Exercise brief:
Write the records below out again. Match them exactly.

───── Data provided

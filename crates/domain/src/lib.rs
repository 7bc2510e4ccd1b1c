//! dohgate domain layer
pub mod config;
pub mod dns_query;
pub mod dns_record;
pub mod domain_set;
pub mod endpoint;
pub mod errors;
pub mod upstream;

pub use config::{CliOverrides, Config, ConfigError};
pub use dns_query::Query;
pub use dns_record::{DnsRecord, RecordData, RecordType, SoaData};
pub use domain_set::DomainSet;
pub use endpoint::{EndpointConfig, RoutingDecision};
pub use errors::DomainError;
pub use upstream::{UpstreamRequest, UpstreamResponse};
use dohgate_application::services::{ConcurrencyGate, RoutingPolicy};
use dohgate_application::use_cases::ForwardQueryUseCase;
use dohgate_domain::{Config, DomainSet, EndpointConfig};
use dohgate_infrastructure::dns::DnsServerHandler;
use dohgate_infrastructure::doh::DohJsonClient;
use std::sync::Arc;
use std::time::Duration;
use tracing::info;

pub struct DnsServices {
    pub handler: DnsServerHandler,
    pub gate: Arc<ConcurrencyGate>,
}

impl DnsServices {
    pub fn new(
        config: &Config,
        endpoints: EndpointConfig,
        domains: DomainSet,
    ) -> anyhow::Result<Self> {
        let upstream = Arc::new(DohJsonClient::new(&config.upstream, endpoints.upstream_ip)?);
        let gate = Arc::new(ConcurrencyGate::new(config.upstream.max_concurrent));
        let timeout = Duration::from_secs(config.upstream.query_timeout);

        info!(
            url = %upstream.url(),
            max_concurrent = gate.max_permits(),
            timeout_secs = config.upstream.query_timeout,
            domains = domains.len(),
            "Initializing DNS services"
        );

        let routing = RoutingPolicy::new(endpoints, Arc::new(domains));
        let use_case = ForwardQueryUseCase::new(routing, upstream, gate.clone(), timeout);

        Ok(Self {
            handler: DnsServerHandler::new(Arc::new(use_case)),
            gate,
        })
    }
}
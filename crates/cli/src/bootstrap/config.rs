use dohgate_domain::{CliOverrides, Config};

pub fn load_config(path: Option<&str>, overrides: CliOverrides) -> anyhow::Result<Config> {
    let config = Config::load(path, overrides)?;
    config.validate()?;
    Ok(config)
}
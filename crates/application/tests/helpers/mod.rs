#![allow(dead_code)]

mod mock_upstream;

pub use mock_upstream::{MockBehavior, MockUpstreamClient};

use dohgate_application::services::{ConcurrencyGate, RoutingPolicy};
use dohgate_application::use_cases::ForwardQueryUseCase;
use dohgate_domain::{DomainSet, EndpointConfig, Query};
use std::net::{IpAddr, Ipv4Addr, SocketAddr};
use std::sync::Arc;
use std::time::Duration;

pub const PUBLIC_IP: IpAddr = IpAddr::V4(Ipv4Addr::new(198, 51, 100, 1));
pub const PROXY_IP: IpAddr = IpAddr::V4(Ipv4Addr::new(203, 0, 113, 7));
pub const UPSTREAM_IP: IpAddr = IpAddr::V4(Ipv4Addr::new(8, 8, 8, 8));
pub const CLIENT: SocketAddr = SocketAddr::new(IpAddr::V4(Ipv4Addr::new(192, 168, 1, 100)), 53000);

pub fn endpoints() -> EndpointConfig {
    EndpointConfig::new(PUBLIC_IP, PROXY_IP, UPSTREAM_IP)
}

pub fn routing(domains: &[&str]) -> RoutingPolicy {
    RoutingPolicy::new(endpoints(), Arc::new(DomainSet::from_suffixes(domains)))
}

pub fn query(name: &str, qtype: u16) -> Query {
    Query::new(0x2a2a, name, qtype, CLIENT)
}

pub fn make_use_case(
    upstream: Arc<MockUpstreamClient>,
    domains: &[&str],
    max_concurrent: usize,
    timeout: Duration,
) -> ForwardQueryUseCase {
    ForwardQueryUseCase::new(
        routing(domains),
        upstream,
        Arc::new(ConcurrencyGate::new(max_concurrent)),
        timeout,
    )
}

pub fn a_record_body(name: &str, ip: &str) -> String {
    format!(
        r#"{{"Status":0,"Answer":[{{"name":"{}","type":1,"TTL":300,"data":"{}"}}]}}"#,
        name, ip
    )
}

──────────

Response area:
filename crates/domain/src/lib.rs
repository 7bc2510e4ccd1b1c
//! dohgate domain layer
pub mod config;
pub mod dns_query;
pub mod dns_record;
pub mod domain_set;
pub mod endpoint;
pub mod errors;
pub mod upstream;

pub use config::{CliOverrides, Config, ConfigError};
pub use dns_query::Query;
pub use dns_record::{DnsRecord, RecordData, RecordType, SoaData};
pub use domain_set::DomainSet;
pub use endpoint::{EndpointConfig, RoutingDecision};
pub use errors::DomainError;
pub use upstream::{UpstreamRequest, UpstreamResponse};
use dohgate_application::services::{ConcurrencyGate, RoutingPolicy};
use dohgate_application::use_cases::ForwardQueryUseCase;
use dohgate_domain::{Config, DomainSet, EndpointConfig};
use dohgate_infrastructure::dns::DnsServerHandler;
use dohgate_infrastructure::doh::DohJsonClient;
use std::sync::Arc;
use std::time::Duration;
use tracing::info;

pub struct DnsServices {
    pub handler: DnsServerHandler,
    pub gate: Arc<ConcurrencyGate>,
}

impl DnsServices {
    pub fn new(
        config: &Config,
        endpoints: EndpointConfig,
        domains: DomainSet,
    ) -> anyhow::Result<Self> {
        let upstream = Arc::new(DohJsonClient::new(&config.upstream, endpoints.upstream_ip)?);
        let gate = Arc::new(ConcurrencyGate::new(config.upstream.max_concurrent));
        let timeout = Duration::from_secs(config.upstream.query_timeout);

        info!(
            url = %upstream.url(),
            max_concurrent = gate.max_permits(),
            timeout_secs = config.upstream.query_timeout,
            domains = domains.len(),
            "Initializing DNS services"
        );

        let routing = RoutingPolicy::new(endpoints, Arc::new(domains));
        let use_case = ForwardQueryUseCase::new(routing, upstream, gate.clone(), timeout);

        Ok(Self {
            handler: DnsServerHandler::new(Arc::new(use_case)),
            gate,
        })
    }
}
filename crates/cli/src/bootstrap/config.rs
use dohgate_domain::{CliOverrides, Config};

pub fn load_config(path: Option<&str>, overrides: CliOverrides) -> anyhow::Result<Config> {
    let config = Config::load(path, overrides)?;
    config.validate()?;
    Ok(config)
}
filename crates/application/tests/helpers/mod.rs
#![allow(dead_code)]

mod mock_upstream;

pub use mock_upstream::{MockBehavior, MockUpstreamClient};

use dohgate_application::services::{ConcurrencyGate, RoutingPolicy};
use dohgate_application::use_cases::ForwardQueryUseCase;
use dohgate_domain::{DomainSet, EndpointConfig, Query};
use std::net::{IpAddr, Ipv4Addr, SocketAddr};
use std::sync::Arc;
use std::time::Duration;

pub const PUBLIC_IP: IpAddr = IpAddr::V4(Ipv4Addr::new(198, 51, 100, 1));
pub const PROXY_IP: IpAddr = IpAddr::V4(Ipv4Addr::new(203, 0, 113, 7));
pub const UPSTREAM_IP: IpAddr = IpAddr::V4(Ipv4Addr::new(8, 8, 8, 8));
pub const CLIENT: SocketAddr = SocketAddr::new(IpAddr::V4(Ipv4Addr::new(192, 168, 1, 100)), 53000);

pub fn endpoints() -> EndpointConfig {
    EndpointConfig::new(PUBLIC_IP, PROXY_IP, UPSTREAM_IP)
}

pub fn routing(domains: &[&str]) -> RoutingPolicy {
    RoutingPolicy::new(endpoints(), Arc::new(DomainSet::from_suffixes(domains)))
}

pub fn query(name: &str, qtype: u16) -> Query {
    Query::new(0x2a2a, name, qtype, CLIENT)
}

pub fn make_use_case(
    upstream: Arc<MockUpstreamClient>,
    domains: &[&str],
    max_concurrent: usize,
    timeout: Duration,
) -> ForwardQueryUseCase {
    ForwardQueryUseCase::new(
        routing(domains),
        upstream,
        Arc::new(ConcurrencyGate::new(max_concurrent)),
        timeout,
    )
}

pub fn a_record_body(name: &str, ip: &str) -> String {
    format!(
        r#"{{"Status":0,"Answer":[{{"name":"{}","type":1,"TTL":300,"data":"{}"}}]}}"#,
        name, ip
    )
}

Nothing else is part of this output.